One (non-generalizable) solution is to avoid using writable function pointers, t...

chocolatebunny · on Nov 14, 2018

Is there a reason why you did that that way other than to avoid writeable function pointers?

Also, that just sounds like how switch/case is sometimes implemented. Have you considered just using a switch/case statement instead of manually managing function pointers and the like?

derf_ · on Nov 15, 2018

That was the main reason.

It also means that you don't need to pass around (a pointer to) a big table of function pointers throughout all of your functions that need to use accelerated routines. Instead you just pass a single integer index. But that is pretty minor.

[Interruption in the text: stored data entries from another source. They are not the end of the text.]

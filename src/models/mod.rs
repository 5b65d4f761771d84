//! Shared models for Reya WebSocket v2 messages.
//!
//! Contains channel definitions, the inbound/outbound message envelopes,
//! and one module per channel payload shape.

pub mod candle;
pub mod depth;
pub mod execution;
pub mod price;
pub mod summary;

use serde::{Deserialize, Serialize};

/// Stream kinds multiplexed over the single Reya WebSocket connection.
///
/// A channel is addressed by its full path, which encodes both the stream
/// kind and the market symbol.
#[derive(Debug, Clone, Copy, PartialEq, Eq)]
pub enum Channel {
    /// Oracle/pool price ticks (wire path: `/v2/prices/{symbol}`).
    Prices,
    /// 24h market summary (wire path: `/v2/market/{symbol}/summary`).
    Summary,
    /// Leveled order book depth (wire path: `/v2/market/{symbol}/depth`).
    Depth,
    /// Perp execution stream (wire path: `/v2/market/{symbol}/perpExecutions`).
    PerpExecutions,
}

impl Channel {
    /// Returns the wire-format channel path for a market symbol.
    #[must_use]
    pub fn name(&self, symbol: &str) -> String {
        match self {
            Channel::Prices => format!("/v2/prices/{symbol}"),
            Channel::Summary => format!("/v2/market/{symbol}/summary"),
            Channel::Depth => format!("/v2/market/{symbol}/depth"),
            Channel::PerpExecutions => format!("/v2/market/{symbol}/perpExecutions"),
        }
    }
}

/// An outbound client → server message.
#[derive(Debug, Clone, PartialEq, Serialize)]
#[serde(tag = "type", rename_all = "snake_case")]
pub enum OutgoingMessage {
    Subscribe { channel: String },
    Unsubscribe { channel: String },
    /// Reply to a server ping, echoing the server's timestamp.
    Pong { timestamp: i64 },
}

/// An inbound server → client message envelope.
///
/// `channel_data` payloads stay raw here; each handler decodes the shape its
/// channel kind actually carries.
#[derive(Debug, Clone, Deserialize)]
#[serde(tag = "type", rename_all = "snake_case")]
pub enum IncomingMessage {
    /// Liveness probe; must be answered with a pong immediately.
    Ping { timestamp: i64 },
    ChannelData(ChannelMessage),
    Subscribed { channel: String },
    Unsubscribed { channel: String },
    Error {
        message: String,
        #[serde(default)]
        channel: Option<String>,
    },
}

/// A data message tagged with the channel it belongs to.
#[derive(Debug, Clone, Deserialize)]
pub struct ChannelMessage {
    pub channel: String,
    pub timestamp: i64,
    pub data: serde_json::Value,
}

It can be pretty similar to a switch in practice, but I think there are a few differences. One is function argument handling. Each version of an accelerated routine has to be an independent function, compiled in a separate compilation unit, because you have to limit the instruction sets available. So you will duplicate all of the function call setup overhead in each branch of the switch. This probably gets optimized away by a decent compiler. Even if it does, you still wind up essentially duplicating the function table at every call site. That does not seem likely to get optimized away. You could dispatch to a common thunk which selects the accelerated routine to call, but now you have two function calls instead of one. I am also not sure that switch statements handle the default case as cheaply as doing a single bitwise AND with a small, compile-time constant.

But if you have a use of function pointers that can be replaced by a simple switch statement, that is probably the better approach.

pjmlp · on Nov 15, 2018

Your approach is kind of how indirect function calls are implemented in WebAssembly, if I am not mistaken.

tedunangst · on Nov 15, 2018

Using a switch requires that you statically determine and list every target. Implementing your own jump table let's you build it at runtime.

tedunangst · on Nov 15, 2018

Even in the dynamic case, you can still use an possibly malloced array and verify the index is valid, which is a nice improvement over leaving function pointers lying around in the vicinity of buffers.